Amazon Web Services experiences another big outage

It’s the latest of several recent AWS outages that took down large chunks of the digital economy. Two weeks ago, service problems tied to malfunctioning network devices knocked offline Amazon’s Ring doorbells and Roomba vacuums. Another outage occurred last week.

Cloud systems such as AWS allow companies to rent servers and computing power over the Web, and they’ve revolutionized the Internet with promises of a reliable online backbone, available at any minute.

But the outages have underscored how this consolidation of the Internet’s once-distributed capabilities also means that a single failure can lead to wide-ranging, ripple effects, weakening the hidden backbone undergirding much of the Web.
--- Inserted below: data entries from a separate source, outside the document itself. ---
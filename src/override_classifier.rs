//! Splits raw overrides into the three phases described by the composer:
//! group-selection rewrites, "free" defaults additions, and residual
//! dotted-path sets applied after the merge. Phase 1 must fully complete
//! before phase 2 runs, so a key that is both an existing group and a
//! resolvable free-default group is always claimed by phase 1.

use crate::defaults::{DefaultsEntry, DefaultsList, GroupBinding, SWEEP_SENTINEL};
use crate::override_parser::RawOverride;

#[derive(Debug, Clone, Default)]
pub struct ClassifiedOverrides {
    pub group_consumed: Vec<RawOverride>,
    pub free_consumed: Vec<RawOverride>,
    pub residual: Vec<RawOverride>,
}

impl ClassifiedOverrides {
    pub fn applied(&self) -> impl Iterator<Item = &RawOverride> {
        self.group_consumed
            .iter()
            .chain(self.free_consumed.iter())
            .chain(self.residual.iter())
    }
}

/// `group_exists` answers whether a key names a resolvable group on the
/// search path (used only by phase 2).
pub fn classify(
    defaults: &mut DefaultsList,
    overrides: Vec<RawOverride>,
    group_exists: impl Fn(&str) -> bool,
) -> ClassifiedOverrides {
    let mut group_consumed = Vec::new();
    let mut remaining = Vec::new();

    // Phase 1: rewrite existing group bindings.
    for ov in overrides {
        if defaults.has_group(&ov.key) {
            if ov.is_sweep() {
                tracing::trace!(group = %ov.key, "deferring group to sweep sentinel");
                if let Some(binding) = defaults.group_mut(&ov.key) {
                    binding.choice = Some(SWEEP_SENTINEL.to_string());
                }
            } else if ov.is_removal() {
                tracing::trace!(group = %ov.key, "removing group from defaults list");
                defaults.remove_group(&ov.key);
            } else if let Some(binding) = defaults.group_mut(&ov.key) {
                tracing::trace!(group = %ov.key, choice = %ov.value, "rewriting group choice");
                binding.choice = Some(ov.value.clone());
            }
            group_consumed.push(ov);
        } else {
            remaining.push(ov);
        }
    }

    // Phase 2: append free defaults for overrides naming a resolvable group.
    let mut free_consumed = Vec::new();
    let mut residual = Vec::new();
    for ov in remaining {
        if ov.is_removal() {
            residual.push(ov);
            continue;
        }
        if group_exists(&ov.key) {
            let choice = if ov.is_sweep() {
                SWEEP_SENTINEL.to_string()
            } else {
                ov.value.clone()
            };
            tracing::trace!(group = %ov.key, choice = %choice, "appending free default");
            defaults.push(DefaultsEntry::Group(GroupBinding {
                group: ov.key.clone(),
                choice: Some(choice),
                optional: false,
            }));
            free_consumed.push(ov);
        } else {
            residual.push(ov);
        }
    }

    ClassifiedOverrides {
        group_consumed,
        free_consumed,
        residual,
    }
}

#[cfg(test)]
mod tests {
    use super::*;

    fn ov(key: &str, value: &str) -> RawOverride {
        RawOverride {
            key: key.to_string(),
            value: value.to_string(),
        }
    }

    fn defaults_with_model() -> DefaultsList {
        let mut d = DefaultsList::new();
        d.push(DefaultsEntry::Group(GroupBinding {
            group: "model".into(),
            choice: Some("a".into()),
            optional: false,
        }));
        d
    }

    #[test]
    fn phase1_rewrites_existing_group() {
        let mut defaults = defaults_with_model();
        let classified = classify(&mut defaults, vec![ov("model", "b")], |_| false);
        assert_eq!(classified.group_consumed.len(), 1);
        assert_eq!(defaults.group_mut("model").unwrap().choice, Some("b".into()));
    }

    #[test]
    fn phase1_null_drops_group() {
        let mut defaults = defaults_with_model();
        classify(&mut defaults, vec![ov("model", "null")], |_| false);
        assert!(!defaults.has_group("model"));
    }

    #[test]
    fn phase1_sweep_sets_sentinel() {
        let mut defaults = defaults_with_model();
        classify(&mut defaults, vec![ov("model", "a,b")], |_| false);
        assert_eq!(
            defaults.group_mut("model").unwrap().choice,
            Some(SWEEP_SENTINEL.to_string())
        );
    }

    #[test]
    fn phase2_appends_free_default() {
        let mut defaults = DefaultsList::new();
        let classified = classify(&mut defaults, vec![ov("optimizer", "adam")], |g| g == "optimizer");
        assert_eq!(classified.free_consumed.len(), 1);
        assert!(defaults.has_group("optimizer"));
    }

    #[test]
    fn phase2_skipped_for_non_group_key() {
        let mut defaults = DefaultsList::new();
        let classified = classify(&mut defaults, vec![ov("lr", "0.1")], |_| false);
        assert_eq!(classified.residual.len(), 1);
        assert_eq!(classified.residual[0].key, "lr");
    }

    #[test]
    fn phase1_wins_over_phase2_for_overlap() {
        let mut defaults = defaults_with_model();
        // "model" both already bound AND would resolve as a free-default group —
        // phase 1 must claim it, phase 2 should never see it.
        let classified = classify(&mut defaults, vec![ov("model", "c")], |g| g == "model");
        assert_eq!(classified.group_consumed.len(), 1);
        assert_eq!(classified.free_consumed.len(), 0);
        assert_eq!(defaults.group_mut("model").unwrap().choice, Some("c".into()));
    }

    #[test]
    fn disjointness_covers_every_override() {
        let mut defaults = defaults_with_model();
        let input = vec![ov("model", "b"), ov("optimizer", "adam"), ov("lr", "0.1")];
        let classified = classify(&mut defaults, input.clone(), |g| g == "optimizer");
        let total: Vec<_> = classified.applied().cloned().collect();
        assert_eq!(total.len(), input.len());
        for o in &input {
            assert!(total.contains(o));
        }
    }
}
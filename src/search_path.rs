//! The ordered list of places a document may come from: filesystem directories
//! or `pkg://`-scheme packaged resources. See [`crate::resolver`] for how an
//! [`Entry`] is actually probed.

use std::path::PathBuf;

/// Where a search-path entry's documents physically live.
#[derive(Debug, Clone, PartialEq, Eq)]
pub enum Location {
    Filesystem(PathBuf),
    /// A packaged-resource root, already split at the first `/` after the
    /// `pkg://` prefix into the module qualifier and the resource sub-path.
    Package { module: String, subpath: String },
}

#[derive(Debug, Clone, PartialEq, Eq)]
pub struct Entry {
    pub provider: String,
    pub location: Location,
}

/// Ordered, insertion-significant list of search-path entries. First hit wins.
#[derive(Debug, Clone, Default)]
pub struct SearchPath {
    entries: Vec<Entry>,
}

impl SearchPath {
    pub fn new() -> Self {
        Self::default()
    }

    pub fn push(&mut self, provider: impl Into<String>, location: Location) -> &mut Self {
        self.entries.push(Entry {
            provider: provider.into(),
            location,
        });
        self
    }

    pub fn push_spec(&mut self, provider: impl Into<String>, spec: &str) -> &mut Self {
        self.push(provider, parse_location(spec));
        self
    }

    pub fn entries(&self) -> &[Entry] {
        &self.entries
    }
}

/// Parse a search-path spec string: `pkg://module.qualifier/sub/path` is a
/// packaged resource, split on the first `/` after the scheme; anything else
/// is a plain filesystem directory.
pub fn parse_location(spec: &str) -> Location {
    match spec.strip_prefix("pkg://") {
        Some(rest) => match rest.split_once('/') {
            Some((module, subpath)) => Location::Package {
                module: module.to_string(),
                subpath: subpath.to_string(),
            },
            None => Location::Package {
                module: rest.to_string(),
                subpath: String::new(),
            },
        },
        None => Location::Filesystem(PathBuf::from(spec)),
    }
}
//! Reads located documents into [`Document`] trees and records a
//! [`LoadTrace`] of every probe, hit or miss.

use serde_yaml::Value;

use crate::document::Document;
use crate::error::ComposerError;
use crate::resolver::{ResourceResolver, join_resource};
use crate::search_path::{Entry, Location};

/// One resolver probe. `location` is `None` when the document was searched
/// for but not found anywhere on the search path.
#[derive(Debug, Clone, PartialEq, Eq)]
pub struct LoadTraceEntry {
    pub filename: String,
    pub location: Option<String>,
    pub provider: Option<String>,
}

#[derive(Debug, Clone, Default)]
pub struct LoadTrace(Vec<LoadTraceEntry>);

impl LoadTrace {
    pub fn new() -> Self {
        Self::default()
    }

    pub fn record_hit(&mut self, filename: &str, entry: &Entry) {
        self.0.push(LoadTraceEntry {
            filename: filename.to_string(),
            location: Some(describe_location(&entry.location)),
            provider: Some(entry.provider.clone()),
        });
    }

    pub fn record_miss(&mut self, filename: &str) {
        self.0.push(LoadTraceEntry {
            filename: filename.to_string(),
            location: None,
            provider: None,
        });
    }

    pub fn entries(&self) -> &[LoadTraceEntry] {
        &self.0
    }
}

pub fn describe_location(location: &Location) -> String {
    match location {
        Location::Filesystem(dir) => dir.display().to_string(),
        Location::Package { module, subpath } => {
            if subpath.is_empty() {
                format!("pkg://{module}")
            } else {
                format!("pkg://{module}/{subpath}")
            }
        }
    }
}

pub struct DocumentStore<'a> {
    resolver: ResourceResolver<'a>,
}

impl<'a> DocumentStore<'a> {
    pub fn new(resolver: ResourceResolver<'a>) -> Self {
        Self { resolver }
    }

    pub fn resolver(&self) -> &ResourceResolver<'a> {
        &self.resolver
    }

    /// Load `name`, optionally recording the probe in `trace`. Returns `Ok(None)`
    /// on a clean miss. The document root must be a mapping.
    pub fn load(
        &self,
        name: &str,
        record: bool,
        trace: &mut LoadTrace,
    ) -> Result<Option<Document>, ComposerError> {
        let Some(entry) = self.resolver.find(name)? else {
            tracing::debug!(name, "document miss across search path");
            if record {
                trace.record_miss(name);
            }
            return Ok(None);
        };

        tracing::debug!(name, provider = %entry.provider, "document hit");
        let raw = self.read_raw(name, entry)?;
        let value: Value = serde_yaml::from_str(&raw).map_err(|source| ComposerError::Parse {
            path: name.to_string(),
            source,
        })?;
        if !matches!(value, Value::Mapping(_)) {
            return Err(ComposerError::InvalidDocumentRoot {
                path: name.to_string(),
            });
        }
        if record {
            trace.record_hit(name, entry);
        }
        Ok(Some(Document::new(value)))
    }

    fn read_raw(&self, name: &str, entry: &Entry) -> Result<String, ComposerError> {
        match &entry.location {
            Location::Filesystem(dir) => {
                let path = dir.join(name);
                std::fs::read_to_string(&path).map_err(|source| ComposerError::Io { path, source })
            }
            Location::Package { module, subpath } => {
                let resource = join_resource(subpath, name);
                let source = self.resolver.package_source().ok_or_else(|| {
                    ComposerError::PackageNotImportable {
                        module: module.clone(),
                    }
                })?;
                source.read(module, &resource)
            }
        }
    }
}
//! Planner: turn a spec into tasks, agents and a dependency graph, seeded
//! with prior-run context from the build memory.
//!
//! Planning is deterministic: one build task per requirement (chained in
//! order), a tester task when the workflow asks for testing, a reviewer
//! task when review is enabled. Malformed outcomes fail with `PLAN_INVALID`
//! before the executor ever starts.

use anyhow::{anyhow, Result};

use crate::dag::TaskGraph;
use crate::memory::PlannerContextEntry;
use crate::spec::{AgentRole, ProjectSpec};
use crate::task::{Agent, Task};

#[derive(Debug)]
pub struct Plan {
    pub tasks: Vec<Task>,
    pub agents: Vec<Agent>,
    pub graph: TaskGraph,
    pub explanation: String,
}

pub fn plan(spec: &ProjectSpec, memory_context: &[PlannerContextEntry]) -> Result<Plan> {
    if !spec.is_viable() {
        return Err(anyhow!("PLAN_INVALID: spec has no goal"));
    }
    if spec.agents.is_empty() {
        return Err(anyhow!("PLAN_INVALID: no agents declared"));
    }

    let agents: Vec<Agent> = spec
        .agents
        .iter()
        .map(|a| Agent::new(a.name.clone(), a.role, a.persona.clone()))
        .collect();

    let builder = agents
        .iter()
        .find(|a| a.role == AgentRole::Builder)
        .or_else(|| agents.iter().find(|a| a.role == AgentRole::Custom))
        .or(agents.first())
        .ok_or_else(|| anyhow!("PLAN_INVALID: no agent can build"))?;

    let mut tasks = Vec::new();

    if spec.requirements.is_empty() {
        let mut task = Task::new("task-1", format!("Build {}", spec.goal), &builder.name);
        task.description = format!("Implement the project goal: {}", spec.goal);
        task.acceptance_criteria = vec![format!("{} works as described", spec.goal)];
        tasks.push(task);
    } else {
        for (index, requirement) in spec.requirements.iter().enumerate() {
            let id = format!("task-{}", index + 1);
            let mut task = Task::new(&id, requirement.description.clone(), &builder.name);
            task.description = format!(
                "Implement this {} requirement: {}",
                requirement.kind, requirement.description
            );
            task.acceptance_criteria = vec![format!("{} is implemented", requirement.description)];
            if index > 0 {
                task.dependencies = vec![format!("task-{}", index)];
            }
            tasks.push(task);
        }
    }

    let build_task_ids: Vec<String> = tasks.iter().map(|t| t.id.clone()).collect();
    let mut last_id = build_task_ids
        .last()
        .cloned()
        .expect("at least one build task");

    let wants_testing =
        spec.workflow.testing_enabled || !spec.workflow.behavioral_tests.is_empty();
    if wants_testing {
        if let Some(tester) = agents.iter().find(|a| a.role == AgentRole::Tester) {
            let id = format!("task-{}", tasks.len() + 1);
            let mut task = Task::new(&id, format!("Test {}", spec.goal), &tester.name);
            task.description =
                "Write and run tests covering the implemented requirements.".to_string();
            task.acceptance_criteria = vec!["all tests pass".to_string()];
            task.dependencies = build_task_ids.clone();
            last_id = id;
            tasks.push(task);
        }
    }

    if spec.workflow.review_enabled {
        if let Some(reviewer) = agents.iter().find(|a| a.role == AgentRole::Reviewer) {
            let id = format!("task-{}", tasks.len() + 1);
            let mut task = Task::new(&id, format!("Review {}", spec.goal), &reviewer.name);
            task.description =
                "Review the generated code for defects, clarity and consistency.".to_string();
            task.acceptance_criteria = vec!["review findings are addressed or noted".to_string()];
            task.dependencies = vec![last_id.clone()];
            tasks.push(task);
        }
    }

    // Every assignment must resolve to a declared agent.
    for task in &tasks {
        if !agents.iter().any(|a| a.name == task.agent_name) {
            return Err(anyhow!(
                "PLAN_INVALID: task {} assigned to unknown agent {}",
                task.id,
                task.agent_name
            ));
        }
    }

    let graph =
        TaskGraph::build(&tasks).map_err(|e| anyhow!("PLAN_INVALID: {}", e))?;

    let mut explanation = format!(
        "Planned {} task(s) across {} agent(s) for \"{}\".",
        tasks.len(),
        agents.len(),
        spec.goal
    );
    if !memory_context.is_empty() {
        explanation.push_str(&format!(
            " Informed by {} similar prior run(s)",
            memory_context.len()
        ));
        let successes: Vec<&str> = memory_context
            .iter()
            .filter(|c| c.success)
            .map(|c| c.goal.as_str())
            .collect();
        if !successes.is_empty() {
            explanation.push_str(&format!(", including: {}", successes.join("; ")));
        }
        explanation.push('.');
    }

    Ok(Plan {
        tasks,
        agents,
        graph,
        explanation,
    })
}

#[cfg(test)]
mod tests {
    use super::*;
    use serde_json::json;

    fn base_spec(workflow: serde_json::Value) -> ProjectSpec {
        ProjectSpec::from_value(&json!({
            "project": {"goal": "Counter", "type": "app"},
            "requirements": [
                {"type": "feature", "description": "increment count"},
                {"type": "feature", "description": "reset count"}
            ],
            "agents": [
                {"name": "Builder Bot", "role": "builder", "persona": "friendly"},
                {"name": "Test Bot", "role": "tester", "persona": ""},
                {"name": "Review Bot", "role": "reviewer", "persona": ""}
            ],
            "workflow": workflow
        }))
    }

    #[test]
    fn chains_build_tasks_and_appends_phases() {
        let spec = base_spec(json!({"testing_enabled": true, "review_enabled": true}));
        let plan = plan(&spec, &[]).unwrap();

        assert_eq!(plan.tasks.len(), 4);
        assert!(plan.tasks[1].dependencies.contains(&"task-1".to_string()));
        // Tester depends on all build tasks.
        let tester = &plan.tasks[2];
        assert_eq!(tester.agent_name, "Test Bot");
        assert_eq!(tester.dependencies, vec!["task-1", "task-2"]);
        // Reviewer depends on the tester.
        let reviewer = &plan.tasks[3];
        assert_eq!(reviewer.agent_name, "Review Bot");
        assert_eq!(reviewer.dependencies, vec!["task-3"]);
    }

    #[test]
    fn testing_disabled_yields_build_tasks_only() {
        let spec = base_spec(json!({"testing_enabled": false, "review_enabled": false}));
        let plan = plan(&spec, &[]).unwrap();
        assert_eq!(plan.tasks.len(), 2);
        assert!(plan.tasks.iter().all(|t| t.agent_name == "Builder Bot"));
    }

    #[test]
    fn behavioral_tests_force_a_tester_task() {
        let spec = base_spec(json!({
            "testing_enabled": false,
            "behavioral_tests": [{"when": "clicked", "then": "count rises"}]
        }));
        let plan = plan(&spec, &[]).unwrap();
        assert!(plan.tasks.iter().any(|t| t.agent_name == "Test Bot"));
    }

    #[test]
    fn no_requirements_becomes_a_single_goal_task() {
        let spec = ProjectSpec::from_value(&json!({
            "project": {"goal": "Robot pet"},
            "agents": [{"name": "B", "role": "builder"}]
        }));
        let plan = plan(&spec, &[]).unwrap();
        assert_eq!(plan.tasks.len(), 1);
        assert!(plan.tasks[0].name.contains("Robot pet"));
    }

    #[test]
    fn missing_agents_is_plan_invalid() {
        let spec = ProjectSpec::from_value(&json!({"project": {"goal": "X"}}));
        let err = plan(&spec, &[]).unwrap_err();
        assert!(err.to_string().contains("PLAN_INVALID"));
    }

    #[test]
    fn memory_context_shapes_the_explanation() {
        let spec = base_spec(json!({}));
        let context = vec![PlannerContextEntry {
            goal: "another counter".into(),
            similarity: 0.8,
            success: true,
            judge_score: 90,
            helpful_patterns: vec![],
            pitfalls: vec![],
        }];
        let plan = plan(&spec, &context).unwrap();
        assert!(plan.explanation.contains("similar prior run"));
        assert!(plan.explanation.contains("another counter"));
    }
}
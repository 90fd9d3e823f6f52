//! Engine-wide defaults. Env overrides are read where the value is used.

use std::time::Duration;

/// Maximum tasks dispatched concurrently within one session.
pub const MAX_CONCURRENT_TASKS: usize = 3;

/// Turn budget for the first attempt of a dispatch.
pub const MAX_TURNS_DEFAULT: usize = 25;

/// Extra turns granted per retry attempt.
pub const MAX_TURNS_RETRY_INCREMENT: usize = 10;

/// Retries after the first failed attempt before the human gate fires.
pub const RETRY_LIMIT: u32 = 2;

/// Completion-token budget for the first attempt.
pub const COMPLETION_TOKENS_DEFAULT: usize = 4_000;

/// Completion-token increase per retry.
pub const COMPLETION_TOKENS_INCREMENT: usize = 4_000;

/// Hard cap on the completion-token budget.
pub const COMPLETION_TOKENS_CAP: usize = 12_000;

/// Wall-clock budget for a single agent dispatch.
pub const DISPATCH_TIMEOUT: Duration = Duration::from_secs(300);

/// Default timeout for a bash tool invocation.
pub const BASH_TIMEOUT: Duration = Duration::from_secs(30);

/// Tool output beyond this many characters is truncated.
pub const MAX_TOOL_OUTPUT_CHARS: usize = 10_000;

/// Coalescing window for streamed assistant output.
pub const STREAM_DEBOUNCE: Duration = Duration::from_millis(100);

/// Word budget for the predecessor-context block injected into prompts.
pub const CONTEXT_WORD_BUDGET: usize = 2_000;

/// Node budget for workspace inspection walks.
pub const INSPECT_MAX_NODES: usize = 8_000;

/// Judge acceptance threshold when `JUDGE_MIN_SCORE` is unset.
pub const JUDGE_DEFAULT_THRESHOLD: u32 = 70;

/// Build-memory record cap (FIFO beyond this).
pub const MEMORY_MAX_RECORDS: usize = 200;

/// Sessions older than this are pruned.
pub const SESSION_MAX_AGE: Duration = Duration::from_secs(3_600);

/// Interval of the session-store pruning tick.
pub const SESSION_PRUNE_TICK: Duration = Duration::from_secs(600);

/// Grace period before a terminal session is destroyed.
pub const SESSION_TERMINAL_GRACE: Duration = Duration::from_secs(300);

/// Default model id when `OPENAI_MODEL` is unset.
pub const DEFAULT_MODEL: &str = "gpt-5.2";

/// Model switched to for the rest of a run once an output-limit error fires.
pub const FALLBACK_MODEL: &str = "gpt-4.1";

/// Metadata directory kept inside every workspace.
pub const META_DIR: &str = ".elisa";

/// Design files preserved across builds.
pub const DESIGN_FILES: [&str; 5] = [
    "workspace.json",
    "skills.json",
    "rules.json",
    "portals.json",
    "nugget.json",
];
//! Keyword tokenization shared by the judge and the build memory.

use std::collections::HashSet;

use once_cell::sync::Lazy;

static STOPWORDS: Lazy<HashSet<&'static str>> = Lazy::new(|| {
    [
        "a", "an", "and", "are", "as", "at", "be", "but", "by", "for", "from", "has", "have",
        "in", "into", "is", "it", "its", "of", "on", "or", "our", "should", "so", "than", "that",
        "the", "their", "then", "there", "these", "they", "this", "to", "use", "user", "when",
        "which", "will", "with", "you", "your",
    ]
    .into_iter()
    .collect()
});

/// Lowercased alphanumeric tokens, minimum three characters, stopwords
/// removed. Order preserved; duplicates kept (callers dedupe as needed).
pub fn tokenize(text: &str) -> Vec<String> {
    text.split(|c: char| !c.is_alphanumeric())
        .map(str::to_lowercase)
        .filter(|token| token.len() >= 3 && !STOPWORDS.contains(token.as_str()))
        .collect()
}

/// De-duplicated tokens, insertion order preserved.
pub fn unique_tokens(text: &str) -> Vec<String> {
    let mut seen = HashSet::new();
    tokenize(text)
        .into_iter()
        .filter(|token| seen.insert(token.clone()))
        .collect()
}

/// Jaccard similarity of two keyword sets.
pub fn jaccard(a: &[String], b: &[String]) -> f64 {
    if a.is_empty() && b.is_empty() {
        return 0.0;
    }
    let set_a: HashSet<&str> = a.iter().map(String::as_str).collect();
    let set_b: HashSet<&str> = b.iter().map(String::as_str).collect();
    let intersection = set_a.intersection(&set_b).count();
    let union = set_a.union(&set_b).count();
    if union == 0 {
        0.0
    } else {
        intersection as f64 / union as f64
    }
}

#[cfg(test)]
mod tests {
    use super::*;

    #[test]
    fn tokenize_filters_stopwords_and_short_tokens() {
        let tokens = tokenize("Build a counter that increments the count by 1");
        assert!(tokens.contains(&"counter".to_string()));
        assert!(tokens.contains(&"increments".to_string()));
        assert!(!tokens.contains(&"the".to_string()));
        assert!(!tokens.contains(&"by".to_string()));
    }

    #[test]
    fn unique_tokens_dedupe_in_order() {
        let tokens = unique_tokens("count count counter count");
        assert_eq!(tokens, vec!["count", "counter"]);
    }

    #[test]
    fn jaccard_bounds() {
        let a = vec!["red".to_string(), "green".to_string()];
        let b = vec!["green".to_string(), "blue".to_string()];
        let sim = jaccard(&a, &b);
        assert!(sim > 0.0 && sim < 1.0);
        assert_eq!(jaccard(&a, &a), 1.0);
        assert_eq!(jaccard(&a, &[]), 0.0);
    }
}
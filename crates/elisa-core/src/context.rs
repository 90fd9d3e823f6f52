//! Per-session context: predecessor result summaries injected into task
//! prompts, mirrored to the workspace metadata files.

use std::collections::HashMap;
use std::path::{Path, PathBuf};
use std::sync::Mutex;

use anyhow::Result;

use crate::constants::{CONTEXT_WORD_BUDGET, META_DIR};

pub struct ContextManager {
    comms_dir: PathBuf,
    context_dir: PathBuf,
    word_budget: usize,
    summaries: Mutex<Vec<(String, String)>>,
}

impl ContextManager {
    pub fn new(workspace_root: &Path) -> Self {
        Self {
            comms_dir: workspace_root.join(META_DIR).join("comms"),
            context_dir: workspace_root.join(META_DIR).join("context"),
            word_budget: CONTEXT_WORD_BUDGET,
            summaries: Mutex::new(Vec::new()),
        }
    }

    #[cfg(test)]
    fn with_budget(workspace_root: &Path, word_budget: usize) -> Self {
        let mut mgr = Self::new(workspace_root);
        mgr.word_budget = word_budget;
        mgr
    }

    /// Context block for a task: the recorded summaries of its
    /// predecessors, oldest first, capped at the word budget. Empty string
    /// when no predecessor has recorded anything.
    pub fn context_for(&self, predecessor_ids: &[String]) -> String {
        let summaries = self.summaries.lock().expect("context lock poisoned");
        let relevant: Vec<&(String, String)> = summaries
            .iter()
            .filter(|(id, _)| predecessor_ids.contains(id))
            .collect();
        if relevant.is_empty() {
            return String::new();
        }

        let mut block = String::from("## Results from completed tasks\n");
        for (id, summary) in relevant {
            block.push_str(&format!("\n### {}\n{}\n", id, summary));
        }
        cap_words(&block, self.word_budget)
    }

    /// Record a task's result summary, mirror it to
    /// `comms/<task>_summary.md`, and rebuild `context/nugget_context.md`.
    /// Both files are written atomically (temp file, then rename).
    pub async fn record_result(&self, task_id: &str, summary: &str) -> Result<()> {
        let rolling = {
            let mut summaries = self.summaries.lock().expect("context lock poisoned");
            summaries.retain(|(id, _)| id != task_id);
            summaries.push((task_id.to_string(), summary.to_string()));

            let mut rolling = String::from("# Build context\n");
            for (id, text) in summaries.iter() {
                rolling.push_str(&format!("\n## {}\n{}\n", id, text));
            }
            rolling
        };

        tokio::fs::create_dir_all(&self.comms_dir).await?;
        tokio::fs::create_dir_all(&self.context_dir).await?;

        write_atomic(
            &self.comms_dir.join(format!("{}_summary.md", task_id)),
            summary,
        )
        .await?;
        write_atomic(&self.context_dir.join("nugget_context.md"), &rolling).await?;
        Ok(())
    }
}

/// Truncate to at most `budget` whitespace-separated words.
fn cap_words(text: &str, budget: usize) -> String {
    for (idx, word) in text.split_whitespace().enumerate() {
        if idx >= budget {
            // Cut at the byte offset where the first excess word starts.
            let offset = word.as_ptr() as usize - text.as_ptr() as usize;
            let mut truncated = text[..offset].trim_end().to_string();
            truncated.push_str("\n[context truncated]");
            return truncated;
        }
    }
    text.to_string()
}

async fn write_atomic(path: &Path, content: &str) -> Result<()> {
    let tmp = path.with_extension("tmp");
    tokio::fs::write(&tmp, content).await?;
    tokio::fs::rename(&tmp, path).await?;
    Ok(())
}
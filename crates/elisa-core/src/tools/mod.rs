//! Tool sandbox: the fixed allowlist of file/search/shell tools agents may
//! call, executed under the workspace jail.

pub mod implementations;
pub mod registry;

pub use implementations::register_all_tools;
pub use registry::{parse_params, Tool, ToolContext, ToolRegistry, ToolResult};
“A single glitch in a high-profile provider will have huge implications on countless organizations of all sizes, in often very unexpected ways,” said Ed Skoudis, president of the SANS Technology Institute. “Service interruptions are vast and impact thousands of companies and millions of users. We are putting more eggs into fewer and fewer baskets. More eggs get broken that way.”

Amazon did not immediately respond to requests for comment. Amazon founder Jeff Bezos owns The Washington Post.

Reliably keeping a giant “cloud” of international data centers online is tough, said Steven Bellovin, a computer science professor at Columbia University. Every change must be tested before it’s deployed and closely monitored afterward, with an automatic way to back out in case of problems and a safety net of redundant software and backup servers, just in case.

Amazon has not released technical details on the underlying faults, and occasional outages are expected. But so many errors in a short time suggest that some of the backup systems might be inadequate to the task, Bellovin said.

“The short answer is that I’m disturbed,” he added. “I’ve long been a fan of cloud services … and it’s possible that this is just malign coincidence for Amazon … but if they can’t accommodate growth, they’re in a bad place.”

AWS is the world’s largest provider of cloud-computing services, with 40 percent of the worldwide market last year for infrastructure cloud services, according to the market research firm Gartner. Microsoft was a distant second, with roughly 20 percent.

But moving among the biggest cloud-computing services — Amazon’s AWS, Microsoft’s Azure and Google Cloud — is a challenge, because each system works differently and relies on its own infrastructure.

More companies, Skoudis said, are starting to talk about using multiple cloud systems simultaneously, even though the approach is pricey and “a little ridiculous, given how the cloud was advertised as giving us reliability and affordability.”

The causes for the three outages this month reveal how the cloud’s increasing intricacy and demands have led to more potential for disaster. The five-hour outage Dec. 7, AWS engineers wrote in a postmortem, was caused by a glitch in some automated software that led to “unexpected behavior” that then “overwhelmed” AWS networking devices and hit computer systems on the East Coast.

The second outage, which lasted for less than an hour Dec. 15, affected mostly West Coast devices and was blamed on “network congestion” due to some internal engineering that “incorrectly moved more traffic than expected to parts of the AWS backbone that affected connectivity,” according to a company statement.

During Wednesday’s outage, which Amazon said was due to data center power issues, users on Downdetector, a site for measuring Internet outages, said they had trouble accessing sites including the video-streaming service Hulu and the investment site Fidelity.

Last year, huge swaths of the Web were knocked offline after Amazon’s Northern Virginia servers became overwhelmed. And Skoudis suspects more issues will arise as the Internet grows more complex.

“In the IT field, we sometimes joke about how we spend 15 years centralizing computing, followed by 15 years decentralizing, followed by another 15 years centralizing again,” he said. “Well, we have spent the past 10 years centralizing again, this time on [the] cloud.”